→ Problem statement:
Go through the entries, filter for the word "green", and copy every line that has it.

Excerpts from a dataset
+ + + + +

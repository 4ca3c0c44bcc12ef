//! Use cases
//!
//! Application-level operations that orchestrate domain logic.

pub mod generate_image;
//! Core domain concepts shared across all subdomains.
//!
//! - [`model::ModelId`]: identifier of the hosted image model
//! - [`prompt::UserPrompt`]: a validated, trimmed user prompt
//! - [`error::DomainError`]: domain-level errors

pub mod error;
pub mod model;
pub mod prompt;
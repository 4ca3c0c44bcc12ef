//! Structured configuration issues.
//!
//! Config loaders report problems as [`ConfigIssue`] values instead of
//! failing outright, so the front end can print warnings and only abort on
//! [`Severity::Error`].

/// Severity level of a configuration issue.
#[derive(Debug, Clone, Copy, PartialEq, Eq)]
pub enum Severity {
    /// Fatal: the configuration cannot work at all.
    Error,
    /// Non-fatal: the configuration works but may not behave as expected.
    Warning,
}

/// Identifies a specific configuration issue.
#[derive(Debug, Clone, PartialEq, Eq)]
pub enum ConfigIssueCode {
    /// A field holds a value outside its allowed set.
    InvalidEnumValue {
        field: String,
        value: String,
        valid_values: Vec<String>,
    },
    /// A required string field is empty.
    EmptyValue { field: String },
    /// A duration field is zero where a positive value is required.
    ZeroDuration { field: String },
}

/// A detected issue in the loaded configuration.
#[derive(Debug, Clone)]
pub struct ConfigIssue {
    pub severity: Severity,
    pub code: ConfigIssueCode,
    pub message: String,
}

impl ConfigIssue {
    /// Whether any issue in the slice is fatal
    pub fn has_errors(issues: &[ConfigIssue]) -> bool {
        issues.iter().any(|i| i.severity == Severity::Error)
    }
}

#[cfg(test)]
mod tests {
    use super::*;

    fn issue(severity: Severity) -> ConfigIssue {
        ConfigIssue {
            severity,
            code: ConfigIssueCode::EmptyValue {
                field: "huggingface.model".to_string(),
            },
            message: "huggingface.model is empty".to_string(),
        }
    }

    #[test]
    fn has_errors_returns_true_for_errors() {
        assert!(ConfigIssue::has_errors(&[
            issue(Severity::Warning),
            issue(Severity::Error)
        ]));
    }

    #[test]
    fn has_errors_returns_false_for_warnings_only() {
        assert!(!ConfigIssue::has_errors(&[issue(Severity::Warning)]));
        assert!(!ConfigIssue::has_errors(&[]));
    }
}
//! Presentation-level configuration
//!
//! Configuration for output formatting and REPL behavior. The binary fills
//! these from the merged file config and command-line flags.

use imagine_domain::{OutputFormat, StylePreset};
use std::path::PathBuf;

/// Output configuration for the presentation layer
#[derive(Debug, Clone)]
pub struct OutputConfig {
    /// Text summary or JSON metadata
    pub format: OutputFormat,
    /// Enable colored terminal output
    pub color: bool,
    /// Directory saved images are written to
    pub dir: PathBuf,
}

impl Default for OutputConfig {
    fn default() -> Self {
        Self {
            format: OutputFormat::Text,
            color: true,
            dir: PathBuf::from("."),
        }
    }
}

/// REPL configuration for the presentation layer
#[derive(Debug, Clone)]
pub struct ReplConfig {
    /// Show progress indicators
    pub show_progress: bool,
    /// Path to the prompt history file
    pub history_file: Option<PathBuf>,
    /// Style selected when the session starts
    pub initial_style: StylePreset,
}

impl Default for ReplConfig {
    fn default() -> Self {
        Self {
            show_progress: true,
            history_file: None,
            initial_style: StylePreset::None,
        }
    }
}
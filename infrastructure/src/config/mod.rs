//! Configuration file loading for imagine
//!
//! This module handles file I/O and merging of configuration from multiple sources.
//! The priority order (highest to lowest):
//!
//! 1. `--config <path>` specified file
//! 2. Project root: `./imagine.toml` or `./.imagine.toml`
//! 3. XDG config: `$XDG_CONFIG_HOME/imagine/config.toml`
//! 4. Fallback: `~/.config/imagine/config.toml`
//! 5. Default values

mod file_config;
mod loader;

pub use file_config::{
    FileConfig, FileGenerationConfig, FileHuggingFaceConfig, FileLoggingConfig,
    FileOutputConfig, FileReplConfig,
};
pub use loader::ConfigLoader;
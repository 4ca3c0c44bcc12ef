//! Generation parameters: orchestrator retry policy.
//!
//! [`GenerationParams`] groups the static parameters that control how
//! [`GenerateImageUseCase`](crate::use_cases::generate_image::GenerateImageUseCase)
//! reacts to a cold model. These are application-layer concerns, not domain policy.

use std::time::Duration;

/// Default pause before retrying a request that hit a cold model.
pub const DEFAULT_COLD_START_RETRY_DELAY: Duration = Duration::from_secs(5);

/// Retry policy for a generation call.
#[derive(Debug, Clone, PartialEq, Eq)]
pub struct GenerationParams {
    /// Wait before the single retry after a model-loading failure.
    pub cold_start_retry_delay: Duration,
    /// Whether a model-loading failure is retried at all.
    pub retry_on_cold_start: bool,
}

impl Default for GenerationParams {
    fn default() -> Self {
        Self {
            cold_start_retry_delay: DEFAULT_COLD_START_RETRY_DELAY,
            retry_on_cold_start: true,
        }
    }
}

impl GenerationParams {
    // ==================== Builder Methods ====================

    pub fn with_cold_start_retry_delay(mut self, delay: Duration) -> Self {
        self.cold_start_retry_delay = delay;
        self
    }

    pub fn without_cold_start_retry(mut self) -> Self {
        self.retry_on_cold_start = false;
        self
    }

    /// Total gateway calls a single generation may make.
    pub fn max_attempts(&self) -> u32 {
        if self.retry_on_cold_start { 2 } else { 1 }
    }
}

#[cfg(test)]
mod tests {
    use super::*;

    #[test]
    fn test_default() {
        let params = GenerationParams::default();
        assert_eq!(params.cold_start_retry_delay, Duration::from_secs(5));
        assert!(params.retry_on_cold_start);
        assert_eq!(params.max_attempts(), 2);
    }

    #[test]
    fn test_builder() {
        let params = GenerationParams::default()
            .with_cold_start_retry_delay(Duration::from_millis(250))
            .without_cold_start_retry();

        assert_eq!(params.cold_start_retry_delay, Duration::from_millis(250));
        assert_eq!(params.max_attempts(), 1);
    }
}
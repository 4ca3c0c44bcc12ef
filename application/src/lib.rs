//! Application layer for imagine
//!
//! This crate contains the generation use case, session state, port
//! definitions, and application configuration. It depends only on the domain
//! layer.

pub mod config;
pub mod ports;
pub mod session;
pub mod use_cases;

// Re-export commonly used types
pub use config::GenerationParams;
pub use ports::{
    event_logger::{GenerationEvent, GenerationEventLogger, NoEventLogger},
    image_gateway::{GatewayError, ImageGateway},
    progress::{GenerationProgressNotifier, NoProgress},
};
pub use session::GenerationSession;
pub use use_cases::generate_image::{
    ErrorCategory, GenerateImageError, GenerateImageInput, GenerateImageUseCase,
};
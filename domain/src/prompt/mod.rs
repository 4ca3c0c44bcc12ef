//! Prompt composition for image generation

mod composer;

pub use composer::{PromptComposer, STYLE_SEPARATOR};
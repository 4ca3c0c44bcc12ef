//! Progress reporting for image generation

use colored::Colorize;
use imagine_application::GenerationProgressNotifier;
use imagine_domain::{GenerationPhase, GenerationRequest};
use imagine_domain::util::truncate_str;
use indicatif::{ProgressBar, ProgressStyle};
use std::io::{self, Write};
use std::sync::{Mutex, PoisonError};
use std::time::Duration;

/// Reports progress during generation with a spinner
pub struct ProgressReporter {
    spinner: Mutex<Option<ProgressBar>>,
}

impl ProgressReporter {
    pub fn new() -> Self {
        Self {
            spinner: Mutex::new(None),
        }
    }

    fn spinner_style() -> ProgressStyle {
        ProgressStyle::default_spinner()
            .template("{spinner:.green} {msg} {elapsed:.dim}")
            .unwrap_or_else(|_| ProgressStyle::default_spinner())
    }

    fn with_spinner(&self, f: impl FnOnce(&ProgressBar)) {
        if let Ok(guard) = self.spinner.lock()
            && let Some(pb) = guard.as_ref()
        {
            f(pb);
        }
    }

    fn start(&self) {
        let pb = ProgressBar::new_spinner();
        pb.set_style(Self::spinner_style());
        pb.enable_steady_tick(Duration::from_millis(100));
        pb.set_message("Composing prompt...");
        if let Ok(mut guard) = self.spinner.lock() {
            *guard = Some(pb);
        }
    }

    fn finish(&self, message: Option<String>) {
        if let Ok(mut guard) = self.spinner.lock()
            && let Some(pb) = guard.take()
        {
            match message {
                Some(msg) => pb.finish_with_message(msg),
                None => pb.finish_and_clear(),
            }
        }
    }
}

impl Default for ProgressReporter {
    fn default() -> Self {
        Self::new()
    }
}

impl GenerationProgressNotifier for ProgressReporter {
    fn on_phase(&self, phase: GenerationPhase) {
        match phase {
            GenerationPhase::Composing => self.start(),
            GenerationPhase::Succeeded => {
                self.finish(Some(format!("{}", "Image generated!".green())))
            }
            GenerationPhase::Failed => self.finish(None),
            GenerationPhase::Idle | GenerationPhase::Dispatching => {}
        }
    }

    fn on_composed(&self, request: &GenerationRequest, composed_prompt: &str) {
        if request.style.is_none() {
            return;
        }
        self.with_spinner(|pb| {
            pb.println(format!(
                "{} {}",
                "Enhanced prompt:".cyan(),
                truncate_str(composed_prompt, 160)
            ));
        });
    }

    fn on_dispatch(&self, attempt: u32) {
        let message = if attempt == 1 {
            "Generating your image... This may take 10-30 seconds.".to_string()
        } else {
            format!("Retrying (attempt {})...", attempt)
        };
        self.with_spinner(|pb| pb.set_message(message));
    }

    fn on_retry_scheduled(&self, delay: Duration, _reason: &str) {
        self.with_spinner(|pb| {
            pb.set_message(format!(
                "Model is warming up, retrying in {}s...",
                delay.as_secs()
            ));
        });
    }
}

/// Plain-line progress for non-interactive stderr (pipes, CI logs).
///
/// Lines never go to stdout, which carries only results.
pub struct SimpleProgress<W = io::Stderr> {
    out: Mutex<W>,
}

impl SimpleProgress {
    pub fn stderr() -> Self {
        Self::new(io::stderr())
    }
}

impl<W: Write> SimpleProgress<W> {
    pub fn new(out: W) -> Self {
        Self {
            out: Mutex::new(out),
        }
    }

    fn line(&self, text: std::fmt::Arguments<'_>) {
        let mut out = self.out.lock().unwrap_or_else(PoisonError::into_inner);
        let _ = writeln!(out, "{}", text);
    }
}

impl<W: Write + Send> GenerationProgressNotifier for SimpleProgress<W> {
    fn on_phase(&self, phase: GenerationPhase) {
        match phase {
            GenerationPhase::Succeeded => self.line(format_args!("  {} done", "v".green())),
            GenerationPhase::Failed => self.line(format_args!("  {} failed", "x".red())),
            _ => {}
        }
    }

    fn on_composed(&self, request: &GenerationRequest, composed_prompt: &str) {
        if !request.style.is_none() {
            self.line(format_args!("{} {}", "->".cyan(), composed_prompt));
        }
    }

    fn on_dispatch(&self, attempt: u32) {
        self.line(format_args!("{} Generating (attempt {})", "->".cyan(), attempt));
    }

    fn on_retry_scheduled(&self, delay: Duration, reason: &str) {
        self.line(format_args!(
            "  {} {} - retrying in {}s",
            "!".yellow(),
            reason,
            delay.as_secs()
        ));
    }
}

#[cfg(test)]
mod tests {
    use super::*;

    #[test]
    fn test_reporter_tolerates_callbacks_without_spinner() {
        let reporter = ProgressReporter::new();
        let request = GenerationRequest::try_new("a cat", "Anime").unwrap();

        // No spinner yet: every callback is a no-op
        reporter.on_dispatch(1);
        reporter.on_composed(&request, "a cat, anime style");
        reporter.on_phase(GenerationPhase::Failed);
        assert!(reporter.spinner.lock().unwrap().is_none());
    }

    #[test]
    fn test_reporter_spinner_lifecycle() {
        let reporter = ProgressReporter::new();
        reporter.on_phase(GenerationPhase::Composing);
        assert!(reporter.spinner.lock().unwrap().is_some());

        reporter.on_dispatch(2);
        reporter.on_retry_scheduled(Duration::from_secs(5), "loading");
        reporter.on_phase(GenerationPhase::Succeeded);
        assert!(reporter.spinner.lock().unwrap().is_none());
    }

    #[test]
    fn test_simple_progress_writes_to_its_own_stream() {
        let progress = SimpleProgress::new(Vec::new());
        let request = GenerationRequest::try_new("a cat", "Anime").unwrap();

        progress.on_phase(GenerationPhase::Composing);
        progress.on_composed(&request, "a cat, anime style");
        progress.on_dispatch(1);
        progress.on_retry_scheduled(Duration::from_secs(5), "Model is loading");
        progress.on_dispatch(2);
        progress.on_phase(GenerationPhase::Succeeded);

        let written = String::from_utf8(progress.out.into_inner().unwrap()).unwrap();
        let lines: Vec<&str> = written.lines().collect();
        assert_eq!(lines.len(), 5);
        assert!(lines[0].ends_with("a cat, anime style"));
        assert!(lines[1].ends_with("Generating (attempt 1)"));
        assert!(lines[2].ends_with("Model is loading - retrying in 5s"));
        assert!(lines[4].ends_with("done"));
    }

    #[test]
    fn test_simple_progress_skips_unstyled_prompt() {
        let progress = SimpleProgress::new(Vec::new());
        let request = GenerationRequest::try_new("a cat", "None").unwrap();

        progress.on_composed(&request, "a cat");
        progress.on_phase(GenerationPhase::Failed);

        let written = String::from_utf8(progress.out.into_inner().unwrap()).unwrap();
        assert_eq!(written.lines().count(), 1);
        assert!(written.contains("failed"));
    }
}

+ + + + +

→ Written answer:
            .template("{spinner:.green} {msg} {elapsed:.dim}")
                self.finish(Some(format!("{}", "Image generated!".green())))
            GenerationPhase::Succeeded => self.line(format_args!("  {} done", "v".green())),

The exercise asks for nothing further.